Apart from the above discussion, this topic has a debate as still some companies prefer to use in-house resources for the purpose. So what to do in that case. Let’s discuss.
What is the Best Option to go with? In-House vs Outsourced Data Annotation
To be honest, going with the in-house resource is quite tricky to implement. One of the primary reasons is that it’s pretty expensive.
If you know, these kinds of projects include thousands of images, texts, etc., to annotate, and it is quite costly while using the in-house resource. So, in that case, the best option to go with is Outsourcing your data annotation projects. It allows you to focus on other projects while having the services at a much cheaper rate.
Benefits of Outsourcing Data Annotation Work
Let’s take a deeper look at outsourcing machine learning and AI data annotation projects.

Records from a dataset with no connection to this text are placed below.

// SPDX-License-Identifier: BUSL-1.1
// Copyright (c) 2026 Alfred Jean LLC

//! Chunked photo-stream import.
//!
//! The stream is consumed in two kinds of chunks: one `photosets` chunk
//! that stages every album's photo listing, then one `media` chunk per
//! photo-stream page. Each chunk reports the next chunk's arguments (if
//! any), which the owning task pushes to the front of its run queue — the
//! total page count is unknown up front, so pagination is open-ended.

use crate::error::ImportError;
use crate::settings::Settings;
use crate::sink::{ContentSink, NewComment, NewPost};
use crate::staging::{AlbumRef, Staging};
use pf_core::Args;
use pf_flickr::{Comment, FlickrApi, Photo, PhotoQuery};
use std::collections::HashMap;
use std::sync::Arc;

const PHOTOSET_PAGE_SIZE: u32 = 500;

/// What a chunk of the photo-stream import does.
#[derive(Debug, Clone, Copy, PartialEq, Eq)]
pub enum ImportStep {
    /// Stage album listings for category resolution.
    Photosets,
    /// Import one page of the user's photo stream.
    Media,
}

impl ImportStep {
    pub fn as_str(self) -> &'static str {
        match self {
            ImportStep::Photosets => "photosets",
            ImportStep::Media => "media",
        }
    }

    pub fn parse(s: &str) -> Option<Self> {
        match s {
            "photosets" => Some(ImportStep::Photosets),
            "media" => Some(ImportStep::Media),
            _ => None,
        }
    }

    /// Chunk arguments for this step at `page`.
    pub fn chunk(self, page: u32) -> Args {
        Args::new().with("action", self.as_str()).with("page", page)
    }
}

/// Parse `(step, page)` out of chunk arguments.
pub fn parse_chunk(args: &Args) -> Result<(ImportStep, u32), ImportError> {
    let action = args
        .get_str("action")
        .ok_or_else(|| ImportError::InvalidChunk(format!("missing action in {args:?}")))?;
    let step = ImportStep::parse(action)
        .ok_or_else(|| ImportError::InvalidChunk(format!("unknown action '{action}'")))?;
    let page = args.get_u64("page").unwrap_or(1) as u32;
    Ok((step, page))
}

pub struct PhotoStreamImporter {
    flickr: Arc<dyn FlickrApi>,
    sink: Arc<dyn ContentSink>,
    settings: Settings,
    staging: Staging,
}

impl PhotoStreamImporter {
    pub fn new(
        flickr: Arc<dyn FlickrApi>,
        sink: Arc<dyn ContentSink>,
        settings: Settings,
        staging: Staging,
    ) -> Self {
        Self { flickr, sink, settings, staging }
    }

    /// Drive one chunk. Returns the next chunk's arguments while more work
    /// remains; `since` restricts media pages to photos uploaded after the
    /// watermark (incremental refresh).
    pub async fn run_step(
        &self,
        step: ImportStep,
        page: u32,
        since: Option<u64>,
    ) -> Result<Option<Args>, ImportError> {
        match step {
            ImportStep::Photosets => self.stage_photosets().await,
            ImportStep::Media => self.import_media_page(page, since).await,
        }
    }

    /// Wipe the staging area after the queue drains.
    pub fn finish(&self) -> Result<(), ImportError> {
        self.staging.clear()
    }

    async fn resolve_user(&self) -> Result<String, ImportError> {
        let username =
            self.settings.username()?.ok_or(ImportError::MissingSetting("username"))?;
        let user = self.flickr.find_user_by_username(&username).await?;
        Ok(user.nsid)
    }

    /// Stage every photoset's full photo listing, then hand off to the
    /// first media page. Listings staged by an earlier attempt are kept.
    async fn stage_photosets(&self) -> Result<Option<Args>, ImportError> {
        let nsid = self.resolve_user().await?;
        let photosets = self.flickr.photosets_for_user(&nsid).await?;

        for photoset in &photosets {
            if self.staging.has_photoset_listing(&photoset.id) {
                continue;
            }

            let mut photos = Vec::new();
            let mut page = 1;
            loop {
                let listing = self
                    .flickr
                    .photos_for_photoset(&photoset.id, page, PHOTOSET_PAGE_SIZE)
                    .await?;
                photos.extend(listing.photo);
                if listing.page >= listing.pages {
                    break;
                }
                page += 1;
            }
            self.staging.save_photoset_listing(photoset, &photos)?;
            tracing::info!(photoset_id = %photoset.id, photos = photos.len(), "staged photoset listing");
        }

        Ok(Some(ImportStep::Media.chunk(1)))
    }

    /// Import one photo-stream page: meta, comments, the original file, and
    /// the content records. Item failures are logged and skipped; the page
    /// as a whole still completes.
    async fn import_media_page(
        &self,
        page: u32,
        since: Option<u64>,
    ) -> Result<Option<Args>, ImportError> {
        let nsid = self.resolve_user().await?;

        let mut query = PhotoQuery::import_defaults(page);
        if let Some(since) = since {
            query = query.since(since);
        }
        let photos = self.flickr.photos_for_user(&nsid, &query).await?;
        let memberships = self.staging.album_memberships()?;

        tracing::info!(page = photos.page, pages = photos.pages, items = photos.photo.len(), "importing media page");
        for photo in &photos.photo {
            if let Err(error) = self.import_one(photo, &memberships).await {
                tracing::error!(media_id = %photo.id, %error, "failed to import media item");
            }
        }

        if photos.pages > 0 && photos.page < photos.pages {
            Ok(Some(ImportStep::Media.chunk(photos.page + 1)))
        } else {
            Ok(None)
        }
    }

    async fn import_one(
        &self,
        photo: &Photo,
        memberships: &HashMap<String, Vec<AlbumRef>>,
    ) -> Result<(), ImportError> {
        if self.sink.find_post_for_media(&photo.id).await?.is_some() {
            tracing::info!(media_id = %photo.id, "skipping already imported media");
            return Ok(());
        }

        let mut categories = Vec::new();
        if let Some(albums) = memberships.get(&photo.id) {
            for album in albums {
                categories
                    .push(self.sink.upsert_category(&album.id, &album.title, &album.description).await?);
            }
        }

        let url = if photo.is_video() {
            self.video_source(photo).await?
        } else {
            photo.url_o.clone().ok_or_else(|| ImportError::NoOriginalUrl(photo.id.clone()))?
        };
        let bytes = self.flickr.download(&url).await?;
        let extension = photo
            .originalformat
            .clone()
            .unwrap_or_else(|| if photo.is_video() { "mp4".into() } else { "jpg".into() });
        let staged = self.staging.save_media_file(&photo.media, &photo.id, &extension, &bytes)?;

        let post = NewPost {
            media_id: photo.id.clone(),
            title: photo.title.clone(),
            body: photo.description.content.clone(),
            author: self.settings.site_author_username()?,
            uploaded_epoch: photo.uploaded_epoch().unwrap_or(0),
            taken: photo.datetaken.clone(),
            tags: photo
                .tags
                .as_deref()
                .unwrap_or("")
                .split_whitespace()
                .map(str::to_string)
                .collect(),
            categories,
        };
        let post_id = self.sink.create_post(post).await?;
        self.sink.attach_media(&post_id, &staged).await?;

        // Clean comment slate, then import the current set
        let comments = self.flickr.comments_for_photo(&photo.id).await?;
        self.sink.clear_comments(&post_id).await?;
        for comment in comments {
            if let Err(error) =
                self.sink.insert_comment(&post_id, new_comment(&comment)).await
            {
                tracing::error!(
                    media_id = %photo.id,
                    comment_id = %comment.id,
                    %error,
                    "failed to import comment"
                );
            }
        }

        tracing::info!(media_id = %photo.id, post_id = %post_id, "imported media item");
        Ok(())
    }

    /// Videos don't carry `url_o`; the downloadable rendition comes from
    /// the sizes listing, matched by the original height when known.
    async fn video_source(&self, photo: &Photo) -> Result<String, ImportError> {
        let sizes = self.flickr.photo_sizes(&photo.id).await?;
        let videos: Vec<_> =
            sizes.iter().filter(|s| s.media.as_deref() == Some("video")).collect();

        let best = match photo.original_height() {
            Some(height) => videos
                .iter()
                .find(|s| s.height_u64() == Some(height))
                .or_else(|| videos.first()),
            None => videos.first(),
        };
        best.map(|s| s.source.clone()).ok_or_else(|| ImportError::NoVideoSource(photo.id.clone()))
    }
}

fn new_comment(comment: &Comment) -> NewComment {
    NewComment {
        comment_id: comment.id.clone(),
        author_nsid: comment.author.clone(),
        author_name: comment.authorname.clone(),
        author_realname: comment.realname.clone(),
        created_epoch: comment.created_epoch().unwrap_or(0),
        body: comment.content.clone(),
    }
}

#[cfg(test)]
#[path = "photo_stream_tests.rs"]
mod tests;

There are many benefits in outsourcing data annotation projects which are as follows:
Better Time Availability & Focus
Once you outsource these critical projects, you get more time for focusing on and performing the critical tasks of your business. It helps rebuild the strategies related to customer services, marketing, etc. Not only this, but it enables to handle the product and its prospective customers better.

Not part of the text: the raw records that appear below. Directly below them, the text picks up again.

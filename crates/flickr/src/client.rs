// SPDX-License-Identifier: BUSL-1.1
// Copyright (c) 2026 Alfred Jean LLC

//! REST client for the Flickr API.

use crate::error::FlickrError;
use crate::types::{Comment, FlickrUser, PhotoPage, Photoset, PhotosetPhotos, SizeEntry};
use async_trait::async_trait;
use serde::de::DeserializeOwned;
use serde::Deserialize;
use std::time::Duration;

const BASE_URL: &str = "https://api.flickr.com/services/rest/";
const REQUEST_TIMEOUT: Duration = Duration::from_secs(60);

/// Paging parameters for photo-stream fetches.
#[derive(Debug, Clone)]
pub struct PhotoQuery {
    pub page: u32,
    pub per_page: u32,
    /// Extra photo fields to request, comma-separated.
    pub extras: String,
    /// Only photos uploaded at or after this epoch second.
    pub min_upload_date: Option<u64>,
}

impl PhotoQuery {
    /// The extras the importer needs for a full content record.
    pub fn import_defaults(page: u32) -> Self {
        Self {
            page,
            per_page: 500,
            extras: [
                "url_o",
                "description",
                "license",
                "date_upload",
                "date_taken",
                "original_format",
                "last_update",
                "geo",
                "tags",
                "machine_tags",
                "views",
                "media",
            ]
            .join(","),
            min_upload_date: None,
        }
    }

    pub fn since(mut self, epoch: u64) -> Self {
        self.min_upload_date = Some(epoch);
        self
    }
}

/// The Flickr calls the importer depends on.
#[async_trait]
pub trait FlickrApi: Send + Sync {
    async fn find_user_by_username(&self, username: &str) -> Result<FlickrUser, FlickrError>;

    async fn photosets_for_user(&self, nsid: &str) -> Result<Vec<Photoset>, FlickrError>;

    async fn photos_for_photoset(
        &self,
        photoset_id: &str,
        page: u32,
        per_page: u32,
    ) -> Result<PhotosetPhotos, FlickrError>;

    async fn photos_for_user(
        &self,
        nsid: &str,
        query: &PhotoQuery,
    ) -> Result<PhotoPage, FlickrError>;

    async fn photo_sizes(&self, photo_id: &str) -> Result<Vec<SizeEntry>, FlickrError>;

    async fn comments_for_photo(&self, photo_id: &str) -> Result<Vec<Comment>, FlickrError>;

    /// Fetch a media file (original photo or video rendition).
    async fn download(&self, url: &str) -> Result<Vec<u8>, FlickrError>;
}

/// Response envelope: every call carries `stat`, failures add code/message.
#[derive(Deserialize)]
struct Envelope<T> {
    stat: String,
    #[serde(default)]
    code: Option<i64>,
    #[serde(default)]
    message: Option<String>,
    #[serde(flatten)]
    body: Option<T>,
}

/// Check `stat` and unwrap the payload.
pub(crate) fn parse_body<T: DeserializeOwned>(
    method: &str,
    raw: serde_json::Value,
) -> Result<T, FlickrError> {
    let envelope: Envelope<T> = serde_json::from_value(raw)?;
    if envelope.stat != "ok" {
        return Err(FlickrError::Api {
            code: envelope.code.unwrap_or(0),
            message: envelope.message.unwrap_or_else(|| "unknown error".to_string()),
        });
    }
    envelope.body.ok_or_else(|| FlickrError::Unexpected { method: method.to_string() })
}

pub struct FlickrClient {
    client: reqwest::Client,
    api_key: String,
}

impl FlickrClient {
    pub fn new(api_key: impl Into<String>) -> Self {
        Self { client: reqwest::Client::new(), api_key: api_key.into() }
    }

    async fn call<T: DeserializeOwned>(
        &self,
        method: &str,
        params: &[(&str, String)],
    ) -> Result<T, FlickrError> {
        tracing::debug!(method, "calling flickr api");
        let resp = self
            .client
            .get(BASE_URL)
            .query(&[
                ("method", method),
                ("api_key", self.api_key.as_str()),
                ("format", "json"),
                ("nojsoncallback", "1"),
            ])
            .query(params)
            .timeout(REQUEST_TIMEOUT)
            .send()
            .await?;

        let status = resp.status();
        if !status.is_success() {
            let message = resp.text().await.unwrap_or_default();
            return Err(FlickrError::Api { code: i64::from(status.as_u16()), message });
        }

        parse_body(method, resp.json().await?)
    }
}

#[derive(Deserialize)]
struct UserBody {
    user: FlickrUser,
}

#[derive(Deserialize)]
struct PhotosetsBody {
    photosets: PhotosetList,
}

#[derive(Deserialize)]
struct PhotosetList {
    #[serde(default)]
    photoset: Vec<Photoset>,
}

#[derive(Deserialize)]
struct PhotosetPhotosBody {
    photoset: PhotosetPhotos,
}

#[derive(Deserialize)]
struct PhotosBody {
    photos: PhotoPage,
}

#[derive(Deserialize)]
struct SizesBody {
    sizes: SizeList,
}

#[derive(Deserialize)]
struct SizeList {
    #[serde(default)]
    size: Vec<SizeEntry>,
}

#[derive(Deserialize)]
struct CommentsBody {
    comments: CommentList,
}

#[derive(Deserialize)]
struct CommentList {
    #[serde(default)]
    comment: Vec<Comment>,
}

#[async_trait]
impl FlickrApi for FlickrClient {
    async fn find_user_by_username(&self, username: &str) -> Result<FlickrUser, FlickrError> {
        let body: UserBody = self
            .call("flickr.people.findByUsername", &[("username", username.to_string())])
            .await?;
        Ok(body.user)
    }

    async fn photosets_for_user(&self, nsid: &str) -> Result<Vec<Photoset>, FlickrError> {
        let body: PhotosetsBody =
            self.call("flickr.photosets.getList", &[("user_id", nsid.to_string())]).await?;
        Ok(body.photosets.photoset)
    }

    async fn photos_for_photoset(
        &self,
        photoset_id: &str,
        page: u32,
        per_page: u32,
    ) -> Result<PhotosetPhotos, FlickrError> {
        let body: PhotosetPhotosBody = self
            .call(
                "flickr.photosets.getPhotos",
                &[
                    ("photoset_id", photoset_id.to_string()),
                    ("page", page.to_string()),
                    ("per_page", per_page.to_string()),
                ],
            )
            .await?;
        Ok(body.photoset)
    }

    async fn photos_for_user(
        &self,
        nsid: &str,
        query: &PhotoQuery,
    ) -> Result<PhotoPage, FlickrError> {
        let mut params = vec![
            ("user_id", nsid.to_string()),
            ("page", query.page.to_string()),
            ("per_page", query.per_page.to_string()),
            ("extras", query.extras.clone()),
        ];
        if let Some(since) = query.min_upload_date {
            params.push(("min_upload_date", since.to_string()));
        }

        let body: PhotosBody = self.call("flickr.people.getPhotos", &params).await?;
        Ok(body.photos)
    }

    async fn photo_sizes(&self, photo_id: &str) -> Result<Vec<SizeEntry>, FlickrError> {
        let body: SizesBody =
            self.call("flickr.photos.getSizes", &[("photo_id", photo_id.to_string())]).await?;
        Ok(body.sizes.size)
    }

    async fn comments_for_photo(&self, photo_id: &str) -> Result<Vec<Comment>, FlickrError> {
        let body: CommentsBody = self
            .call("flickr.photos.comments.getList", &[("photo_id", photo_id.to_string())])
            .await?;
        Ok(body.comments.comment)
    }

    async fn download(&self, url: &str) -> Result<Vec<u8>, FlickrError> {
        let resp = self.client.get(url).timeout(REQUEST_TIMEOUT).send().await?;
        let status = resp.status();
        if !status.is_success() {
            return Err(FlickrError::Api {
                code: i64::from(status.as_u16()),
                message: format!("media download failed for {url}"),
            });
        }
        Ok(resp.bytes().await?.to_vec())
    }
}

#[cfg(test)]
#[path = "client_tests.rs"]
mod tests;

Cost savings opportunities
It’s always a good idea not to use the company’s internal resources for this purpose as they’re already on the payroll. Not only does it saves time but a huge amount of additional money as well. The experienced professional for this task in the market works at far better rates with greater management experience.
Higher quality of work with more accuracy
A reliable and experienced person will be able to handle the task with far more accuracy as compared to the in-house resource. There’s no doubt here as the outsourced team has entire guidelines and dedicated tools for data annotation. The team doesn’t compromise on the speed and productivity of the project.
Some of the other notable advantages are,
- Better scalability,
- Increased level of Data security, etc.
Risks of Outsourcing Data Annotation Work
While having so many benefits of outsourcing the data annotation project, there are some drawbacks to it:
- There’s a lot of competition in the market, and it is hard to choose the right one.
- You would have to transfer some of the control of your project to another party.
As per the industry experts, it is preferred to outsource health, automotive, and agriculture projects.